▶ **Task brief**:
Please copy, exactly as they appear below, the lines from the one containing "let head = tokens.next().unwrap_or_default();" through the one containing "Keeps only ASCII".

Records for the task START

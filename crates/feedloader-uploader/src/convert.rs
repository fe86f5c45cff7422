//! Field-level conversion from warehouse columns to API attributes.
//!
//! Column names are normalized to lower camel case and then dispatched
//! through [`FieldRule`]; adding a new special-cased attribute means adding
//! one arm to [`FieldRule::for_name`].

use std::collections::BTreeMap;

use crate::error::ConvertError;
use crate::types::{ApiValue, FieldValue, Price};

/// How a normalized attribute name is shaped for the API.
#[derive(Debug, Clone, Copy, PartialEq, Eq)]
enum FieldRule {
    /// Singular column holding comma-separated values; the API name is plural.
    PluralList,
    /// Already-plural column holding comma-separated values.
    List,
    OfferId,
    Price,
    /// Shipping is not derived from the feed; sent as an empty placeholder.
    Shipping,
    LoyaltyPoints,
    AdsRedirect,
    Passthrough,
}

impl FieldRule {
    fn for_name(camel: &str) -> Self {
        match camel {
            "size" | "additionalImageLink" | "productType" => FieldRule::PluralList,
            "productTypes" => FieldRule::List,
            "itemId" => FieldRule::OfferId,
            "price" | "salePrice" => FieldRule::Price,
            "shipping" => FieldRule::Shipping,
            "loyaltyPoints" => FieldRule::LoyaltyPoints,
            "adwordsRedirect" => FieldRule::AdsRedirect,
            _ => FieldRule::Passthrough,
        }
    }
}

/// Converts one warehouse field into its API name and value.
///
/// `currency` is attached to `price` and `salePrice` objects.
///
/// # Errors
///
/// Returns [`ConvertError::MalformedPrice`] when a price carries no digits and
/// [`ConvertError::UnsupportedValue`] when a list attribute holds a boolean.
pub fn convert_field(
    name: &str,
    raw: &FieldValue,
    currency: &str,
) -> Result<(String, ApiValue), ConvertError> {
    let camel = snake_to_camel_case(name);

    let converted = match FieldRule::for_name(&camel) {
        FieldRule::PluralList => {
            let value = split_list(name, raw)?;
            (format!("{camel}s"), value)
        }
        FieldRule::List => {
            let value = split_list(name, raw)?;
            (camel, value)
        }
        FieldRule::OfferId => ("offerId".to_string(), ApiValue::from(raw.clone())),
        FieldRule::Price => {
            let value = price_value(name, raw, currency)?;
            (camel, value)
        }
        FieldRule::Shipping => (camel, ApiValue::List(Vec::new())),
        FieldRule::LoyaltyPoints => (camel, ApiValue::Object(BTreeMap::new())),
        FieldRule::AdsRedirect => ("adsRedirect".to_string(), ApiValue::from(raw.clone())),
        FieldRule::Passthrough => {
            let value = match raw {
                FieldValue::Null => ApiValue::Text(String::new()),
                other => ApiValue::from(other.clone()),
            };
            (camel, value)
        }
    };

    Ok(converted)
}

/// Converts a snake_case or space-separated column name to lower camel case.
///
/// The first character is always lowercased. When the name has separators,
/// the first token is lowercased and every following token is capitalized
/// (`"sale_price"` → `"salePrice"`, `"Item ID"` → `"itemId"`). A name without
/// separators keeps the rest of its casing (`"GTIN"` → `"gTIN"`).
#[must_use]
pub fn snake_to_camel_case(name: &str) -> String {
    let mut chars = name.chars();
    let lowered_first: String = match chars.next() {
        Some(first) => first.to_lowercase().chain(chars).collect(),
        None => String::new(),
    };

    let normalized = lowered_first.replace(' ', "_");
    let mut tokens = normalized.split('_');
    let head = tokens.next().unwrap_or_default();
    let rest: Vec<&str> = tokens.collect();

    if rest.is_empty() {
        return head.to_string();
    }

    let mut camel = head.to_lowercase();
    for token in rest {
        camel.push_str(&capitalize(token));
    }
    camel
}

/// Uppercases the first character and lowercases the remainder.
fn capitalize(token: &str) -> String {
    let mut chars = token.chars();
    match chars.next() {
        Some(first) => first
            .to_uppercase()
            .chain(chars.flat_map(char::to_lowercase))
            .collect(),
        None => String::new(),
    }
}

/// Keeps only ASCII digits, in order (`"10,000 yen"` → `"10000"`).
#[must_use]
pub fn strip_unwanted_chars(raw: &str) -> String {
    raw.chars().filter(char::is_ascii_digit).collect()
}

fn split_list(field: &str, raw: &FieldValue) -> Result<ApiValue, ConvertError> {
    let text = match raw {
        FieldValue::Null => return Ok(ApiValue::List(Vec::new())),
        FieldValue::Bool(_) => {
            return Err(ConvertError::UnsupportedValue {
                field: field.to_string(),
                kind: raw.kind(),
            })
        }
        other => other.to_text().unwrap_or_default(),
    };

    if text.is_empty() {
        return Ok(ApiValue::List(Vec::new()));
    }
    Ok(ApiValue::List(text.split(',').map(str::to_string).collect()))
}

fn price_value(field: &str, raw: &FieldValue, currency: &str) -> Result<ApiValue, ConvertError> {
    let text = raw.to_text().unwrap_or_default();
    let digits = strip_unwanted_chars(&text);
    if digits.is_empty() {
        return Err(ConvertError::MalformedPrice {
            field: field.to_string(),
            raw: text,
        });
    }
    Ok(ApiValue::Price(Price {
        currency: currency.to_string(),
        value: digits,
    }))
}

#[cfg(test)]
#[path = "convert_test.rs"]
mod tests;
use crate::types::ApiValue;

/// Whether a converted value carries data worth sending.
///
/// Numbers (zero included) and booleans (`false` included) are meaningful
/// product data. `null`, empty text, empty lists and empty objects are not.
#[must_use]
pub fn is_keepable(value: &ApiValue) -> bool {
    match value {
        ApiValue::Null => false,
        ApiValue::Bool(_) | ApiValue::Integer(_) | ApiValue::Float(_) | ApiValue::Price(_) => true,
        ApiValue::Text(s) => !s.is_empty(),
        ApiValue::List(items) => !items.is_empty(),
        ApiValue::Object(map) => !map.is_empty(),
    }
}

Records for the task END

▶ **Exercise output**:
    let head = tokens.next().unwrap_or_default();
    let rest: Vec<&str> = tokens.collect();

    if rest.is_empty() {
        return head.to_string();
    }

    let mut camel = head.to_lowercase();
    for token in rest {
        camel.push_str(&capitalize(token));
    }
    camel
}

/// Uppercases the first character and lowercases the remainder.
fn capitalize(token: &str) -> String {
    let mut chars = token.chars();
    match chars.next() {
        Some(first) => first
            .to_uppercase()
            .chain(chars.flat_map(char::to_lowercase))
            .collect(),
        None => String::new(),
    }
}

/// Keeps only ASCII digits, in order (`"10,000 yen"` → `"10000"`).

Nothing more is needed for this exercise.